Right-to-work means you can't be forced to pay dues in a union workplace but are still entitled to protection and negotiation paid for by the union. It's a sneaky way to try to starve unions out by preventing them from recouping operating costs, it's utter bullshit, and it has absolutely nothing to do with any of the protections I mentioned in this post.

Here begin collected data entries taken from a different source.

use super::constants::*;
use glam::{Mat4, Vec2, Vec3};

/// Perspective camera looking down -Z from inside the rig.
#[derive(Clone, Debug)]
pub struct Camera {
    /// Position relative to the rig.
    pub local: Vec3,
    pub aspect: f32,
    pub fovy_radians: f32,
    pub znear: f32,
    pub zfar: f32,
}

impl Camera {
    pub fn new(aspect: f32) -> Self {
        Self {
            local: Vec3::new(0.0, 0.0, CAMERA_Z),
            aspect,
            fovy_radians: CAMERA_FOV_Y_DEG.to_radians(),
            znear: CAMERA_NEAR,
            zfar: CAMERA_FAR,
        }
    }

    pub fn set_aspect(&mut self, aspect: f32) {
        if aspect.is_finite() && aspect > 0.0 {
            self.aspect = aspect;
        }
    }

    pub fn projection_matrix(&self) -> Mat4 {
        Mat4::perspective_rh(self.fovy_radians, self.aspect, self.znear, self.zfar)
    }

    /// View matrix for a camera parented to a rig at `rig_offset`.
    pub fn view_matrix(&self, rig_offset: Vec2) -> Mat4 {
        let eye = self.world_position(rig_offset);
        Mat4::look_to_rh(eye, Vec3::NEG_Z, Vec3::Y)
    }

    #[inline]
    pub fn world_position(&self, rig_offset: Vec2) -> Vec3 {
        self.local + rig_offset.extend(0.0)
    }
}

/// Camera height for a scroll offset: one viewport height maps to one section.
#[inline]
pub fn camera_y_for_scroll(scroll_y: f64, viewport_height: u32, spacing: f32) -> f32 {
    let h = viewport_height.max(1) as f64;
    (-(scroll_y / h) * spacing as f64) as f32
}

/// Parallax goal for a cursor offset. Y is flipped so moving the pointer down
/// lifts the scene content.
#[inline]
pub fn parallax_target(cursor: Vec2) -> Vec2 {
    Vec2::new(
        cursor.x * PARALLAX_AMPLITUDE,
        -cursor.y * PARALLAX_AMPLITUDE,
    )
}

/// Group holding the camera; its offset chases the parallax target.
#[derive(Clone, Debug, Default)]
pub struct CameraRig {
    pub offset: Vec2,
}

impl CameraRig {
    /// Exponential smoothing toward `target`. The step fraction is
    /// `PARALLAX_EASING_PER_SEC * dt` and is not clamped, so it only
    /// converges while that product stays below 1.
    pub fn step_toward(&mut self, target: Vec2, dt_sec: f32) {
        let k = PARALLAX_EASING_PER_SEC * dt_sec;
        self.offset += (target - self.offset) * k;
    }
}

What you were actually referring to was at-will employment, the state legal doctrines that say both employees and employers may end the employment relationship without needing a specific cause to do so. The claim that this means "they can just fire you for wage discussion/unionizing/etc and refuse to give a reason, and there's nothing you can do about it" is an interpretation beloved by evil bosses, useless bootlickers, and people wishing to appear more intelligent than they are, and it's 100% false. As I said in the original post, at-will laws are state laws that do not supersede federal employment protections, and if an employee is terminated shortly after a protected action then the burden of proof will fall to the employer to demonstrate that the termination wasn't for an illegal reason. Saying "we had no reason to fire them, we just did, and it happened to occur shortly after they wore a union badge" isn't gonna cut it in front of a federal judge.

Also, that line about "the state" being inclined to "side with business owners over employees" is both wrong and meaningless. Unless the FLSA, FMLA, EEOA, and NLRA are all repealed by congress -- which is exceedingly unlikely -- the whims of any legislator or executive have almost no impact on anything I described here; beyond that, the EEOC, NLRB, and DOL are all part of "the state" and exist specifically to protect employees from discrimination and exploitation.

So, wanna know why this "wisdom" is all you've heard about employment law? It's because the agencies that enforce these rules can't do anything about a violation they haven't heard about, so there are a lot of very bad bosses who are willing to spend a great deal of money to convince you that complaining is hopeless.